Dayton and Miami[edit]

In 1965, Hanlon was the defensive backfield coach at the University of Dayton on a coaching staff that included head coach John McVay and assistants Joe Eaglowski, Tom Moore, George Perles, and Ed Youngs.[5]

In 1966, Hanlon accepted a position on Bo Schembechler's coaching staff at Hanlon's alma mater, Miami. Hanlon served as an assistant coach under Schembechler for three years at Miami.[5]

University of Michigan[edit]

When Schembechler accepted the head coaching position at the University of Michigan in 1969, Hanlon was one of several assistant coaches from Miami to follow Schembechler to Ann Arbor. He joined the Michigan football staff in 1969 and was the only assistant coach to serve on Michigan's staff during all 21 years that Schembechler was head coach. Hanlon was the team's offensive line coach for 17 years (1969–1981, 1988–1991) and the quarterback coach for six years (1982–1987). He was credited with developing 19 All-American offensive linemen at Michigan, including Dan Dierdorf, Reggie McKenzie, Jumbo Elliott and Greg Skrepenak.

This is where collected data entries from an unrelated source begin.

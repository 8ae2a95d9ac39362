//! Todo demo: an in-memory CRUD service whose calls are tracked by a provider.
//!
//! [`TodoService`] implements `CrudService`, so `crud_operations` binds its five
//! operations (`GET_ALL`, `GET`, `POST`, `PUT`, `DELETE`) and a provider tracks
//! the loading/data/error status of each.
//!
//! # Quick Start
//!
//! ```no_run
//! use crud_context_core::environment::SystemClock;
//! use crud_context_core::{CrudOp, CrudRequest};
//! use std::sync::Arc;
//! use todo_demo::{NewTodo, TodoService, todo_provider};
//!
//! # async fn example() -> Result<(), Box<dyn std::error::Error>> {
//! let provider = todo_provider(Arc::new(TodoService::new(Arc::new(SystemClock))));
//! let actions = provider.actions();
//!
//! actions.call(&CrudOp::Post, CrudRequest::Post(NewTodo::new("Buy milk"))).await?;
//! actions.call(&CrudOp::GetAll, CrudRequest::GetAll).await?;
//!
//! let state = provider.state();
//! println!("{}", serde_json::to_string_pretty(&state)?);
//! # Ok(())
//! # }
//! ```

pub mod service;
pub mod types;

use crud_context_core::{CrudOp, CrudPayload, CrudRequest};
use crud_context_runtime::{Provider, crud_operations};
use std::sync::Arc;

// Re-export commonly used types
pub use service::TodoService;
pub use types::{NewTodo, TodoError, TodoId, TodoItem, TodoUpdate};

/// Request type of the todo operations
pub type TodoRequest = CrudRequest<TodoId, NewTodo, TodoUpdate>;

/// Payload type of the todo operations
pub type TodoPayload = CrudPayload<TodoItem>;

/// Provider tracking the five todo operations
pub type TodoProvider = Provider<CrudOp, TodoRequest, TodoPayload>;

/// Build a provider over `service` with the default configuration
#[must_use]
pub fn todo_provider(service: Arc<TodoService>) -> TodoProvider {
    Provider::new(crud_operations(service))
}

In 1992, Hanlon retired from coaching, announcing that he wished to spend more time with his family.[6][7] At the time of his retirement from coaching, Hanlon was appointed as the University of Michigan's assistant director of development and alumni relations.[8] Hanlon also served as the color commentator on WJR's radio broadcasts of University of Michigan football games during the 1993, 1994 and 1995 seasons.[9]

Later years[edit]

In 1997, Hanlon was inducted into the "Cradle of Coaches" Association.[2]

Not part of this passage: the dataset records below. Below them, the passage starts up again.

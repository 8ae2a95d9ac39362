//! Normalized failure values.
//!
//! Every way an operation can fail (a returned error of any type, a plain
//! string, a panic, or a request sent to the wrong operation) is folded into a
//! single [`OperationError`] before it reaches the state map. Consumers can
//! therefore render failures without inspecting the original error type.
//!
//! # Example
//!
//! ```
//! use crud_context_core::error::{FailureKind, OperationError};
//!
//! let error = OperationError::normalize("not found");
//! assert_eq!(error.kind(), FailureKind::Failed);
//! assert_eq!(error.message(), "not found");
//! ```

use serde::Serialize;
use std::any::Any;
use std::error::Error as StdError;
use std::sync::Arc;
use thiserror::Error;

/// Boxed error accepted from operation implementations.
///
/// Anything convertible into this type can be returned from an operation:
/// typed errors, `anyhow::Error`, `String` and `&str`.
pub type BoxError = Box<dyn StdError + Send + Sync + 'static>;

/// Message used when a panic payload is not a string.
const OPAQUE_PANIC_MESSAGE: &str = "operation panicked";

/// How an operation failed.
#[derive(Debug, Clone, Copy, PartialEq, Eq, Hash, Serialize)]
#[serde(rename_all = "snake_case")]
pub enum FailureKind {
    /// The operation returned an error
    Failed,

    /// The operation panicked while running
    Panicked,

    /// The operation received a request it cannot handle
    InvalidRequest,
}

impl FailureKind {
    /// Stable lowercase name, used for logs and metric labels
    #[must_use]
    pub const fn as_str(self) -> &'static str {
        match self {
            Self::Failed => "failed",
            Self::Panicked => "panicked",
            Self::InvalidRequest => "invalid_request",
        }
    }
}

impl std::fmt::Display for FailureKind {
    fn fmt(&self, f: &mut std::fmt::Formatter<'_>) -> std::fmt::Result {
        f.write_str(self.as_str())
    }
}

/// The uniform failure stored in an operation's `error` slot.
///
/// Equality compares [`kind`](Self::kind) and [`message`](Self::message) only;
/// the original error (if any) is kept for downcasting but never compared or
/// serialized.
#[derive(Error, Debug, Clone, Serialize)]
#[error("{message}")]
pub struct OperationError {
    kind: FailureKind,
    message: String,
    #[serde(skip)]
    source: Option<Arc<dyn StdError + Send + Sync + 'static>>,
}

impl OperationError {
    /// Create a failure with the given message and no underlying error
    #[must_use]
    pub fn failed(message: impl Into<String>) -> Self {
        Self {
            kind: FailureKind::Failed,
            message: message.into(),
            source: None,
        }
    }

    /// Create a failure for a request the operation cannot handle
    #[must_use]
    pub fn invalid_request(message: impl Into<String>) -> Self {
        Self {
            kind: FailureKind::InvalidRequest,
            message: message.into(),
            source: None,
        }
    }

    /// Normalize any error value into an `OperationError`
    ///
    /// An `OperationError` passed through this function is returned as-is,
    /// so normalizing twice never nests.
    #[must_use]
    pub fn normalize<E>(error: E) -> Self
    where
        E: Into<BoxError>,
    {
        let boxed: BoxError = error.into();
        match boxed.downcast::<Self>() {
            Ok(already) => *already,
            Err(other) => Self {
                kind: FailureKind::Failed,
                message: other.to_string(),
                source: Some(Arc::from(other)),
            },
        }
    }

    /// Build a failure from a caught panic payload
    #[must_use]
    pub fn from_panic(payload: &(dyn Any + Send)) -> Self {
        let message = payload
            .downcast_ref::<&str>()
            .map(|s| (*s).to_string())
            .or_else(|| payload.downcast_ref::<String>().cloned())
            .unwrap_or_else(|| OPAQUE_PANIC_MESSAGE.to_string());

        Self {
            kind: FailureKind::Panicked,
            message,
            source: None,
        }
    }

    /// How the operation failed
    #[must_use]
    pub const fn kind(&self) -> FailureKind {
        self.kind
    }

    /// Human-readable failure message
    #[must_use]
    pub fn message(&self) -> &str {
        &self.message
    }

    /// Whether the failure came from a caught panic
    #[must_use]
    pub const fn is_panic(&self) -> bool {
        matches!(self.kind, FailureKind::Panicked)
    }

    /// Borrow the original error as a concrete type, if it was one
    #[must_use]
    pub fn downcast_ref<E>(&self) -> Option<&E>
    where
        E: StdError + 'static,
    {
        self.source.as_deref()?.downcast_ref::<E>()
    }
}

impl PartialEq for OperationError {
    fn eq(&self, other: &Self) -> bool {
        self.kind == other.kind && self.message == other.message
    }
}

impl Eq for OperationError {}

Hanlon maintained a close friendship with Schembechler after the two retired from coaching. Detroit Free Press columnist Mitch Albom wrote that Hanlon was with Schembechler when Bo spoke to the Michigan football team shortly before he died in 2006. Albom wrote about the relationship between the two coaches:

"Hanlon was one of the assistants who came from Miami (Ohio) when Bo was hired to take over the Wolverines. He was beside Bo every game of the coach's tenure in Ann Arbor. Like other members of Bo's universe, it seems he has, over the years, come to walk like Bo, even look like Bo. Two days ago, he dropped by Schembechler's office and chatted. Then he went with him to the locker room for Bo's last address to the team. It would turn out to be the last time he saw him. 'Bo told me he was having trouble breathing,' Hanlon said. 'But he was going anyhow. In the locker room, Lloyd asked him if he wanted a stool. He said 'Hell, no, I don't want any stool.' ' Hanlon said Bo's address was moving and inspiring and all about the team."[10]

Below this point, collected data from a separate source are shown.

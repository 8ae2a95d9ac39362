//! Domain types for the todo demo.

use chrono::{DateTime, Utc};
use serde::{Deserialize, Serialize};

/// Unique identifier for a todo item
#[derive(Clone, Copy, Debug, PartialEq, Eq, PartialOrd, Ord, Hash, Serialize, Deserialize)]
pub struct TodoId(u64);

impl TodoId {
    /// Creates a `TodoId` from its numeric value
    #[must_use]
    pub const fn new(id: u64) -> Self {
        Self(id)
    }

    /// Returns the numeric value
    #[must_use]
    pub const fn value(self) -> u64 {
        self.0
    }
}

impl std::fmt::Display for TodoId {
    fn fmt(&self, f: &mut std::fmt::Formatter<'_>) -> std::fmt::Result {
        write!(f, "{}", self.0)
    }
}

/// A single todo item
#[derive(Clone, Debug, PartialEq, Eq, Serialize, Deserialize)]
pub struct TodoItem {
    /// Unique identifier
    pub id: TodoId,
    /// Title/description of the todo
    pub title: String,
    /// Whether the todo is completed
    pub completed: bool,
    /// When the todo was created
    pub created_at: DateTime<Utc>,
    /// When the todo was completed (if completed)
    pub completed_at: Option<DateTime<Utc>>,
}

/// Input for creating a todo
#[derive(Clone, Debug, PartialEq, Eq, Serialize, Deserialize)]
pub struct NewTodo {
    /// Title of the todo
    pub title: String,
}

impl NewTodo {
    /// Creates the input for a todo titled `title`
    #[must_use]
    pub fn new(title: impl Into<String>) -> Self {
        Self { title: title.into() }
    }
}

/// Partial update of a todo; `None` fields are left as they are
#[derive(Clone, Debug, Default, PartialEq, Eq, Serialize, Deserialize)]
pub struct TodoUpdate {
    /// New title
    pub title: Option<String>,
    /// New completion flag
    pub completed: Option<bool>,
}

impl TodoUpdate {
    /// Update that marks a todo as completed
    #[must_use]
    pub fn complete() -> Self {
        Self {
            title: None,
            completed: Some(true),
        }
    }

    /// Update that renames a todo
    #[must_use]
    pub fn rename(title: impl Into<String>) -> Self {
        Self {
            title: Some(title.into()),
            completed: None,
        }
    }
}

/// Errors from the todo service
#[derive(thiserror::Error, Debug, Clone, PartialEq, Eq)]
pub enum TodoError {
    /// No todo has this id
    #[error("todo {0} not found")]
    NotFound(TodoId),

    /// A todo needs a non-empty title
    #[error("todo title cannot be empty")]
    EmptyTitle,
}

As of 2005, Hanlon was living in Ann Arbor. He told a reporter at the time, "I still live in the same house I moved into in 1969. I couldn't afford to move in, and now I can't afford to move out."[5]

References[edit]

  1. ^ a b "Jerry Hanlon Is Central Cage Coach". Evening Independent (Massillon, Ohio). 1960-06-14. 
  2. ^ a b "Coaches Honored". Dayton Daily News. 1997-09-14. 
  3. ^ "Miami Hires Grid Aide". Sandusky Register. 1966-03-18. 
  4. ^ a b c "New Job For Jerry Hanlon". Evening Independent (Massillon, Ohio). 1964-02-29. 
  5. ^ a b c Bucky Albers (2005-06-14). "1965 UD staf loaded with future greats; McVay and his coaches enjoy reunion in Dayton". Dayton Daily News. 
  6. ^ "Hanlon Leaving as U-M Assistant". Detroit News. 1992-05-19. 
  7. ^ Chris McCosky (1992-05-20). "Longtime U-M line coach retires". The Grand Rapids Press. 
  8. ^ "Jerry Hanlon to speak for Northwest Ohio UM alumni". The Bryan Times. 1993-04-01. 
  9. ^ Angelique Chengelis, Mike O'Hara (1996-04-04). "WJR pulls plug on U-M announcer Hanlon". Detroit News. 
  10. ^ Mitch Albom (2006-11-19). "Michigan Beaten & blue". Detroit Free Press.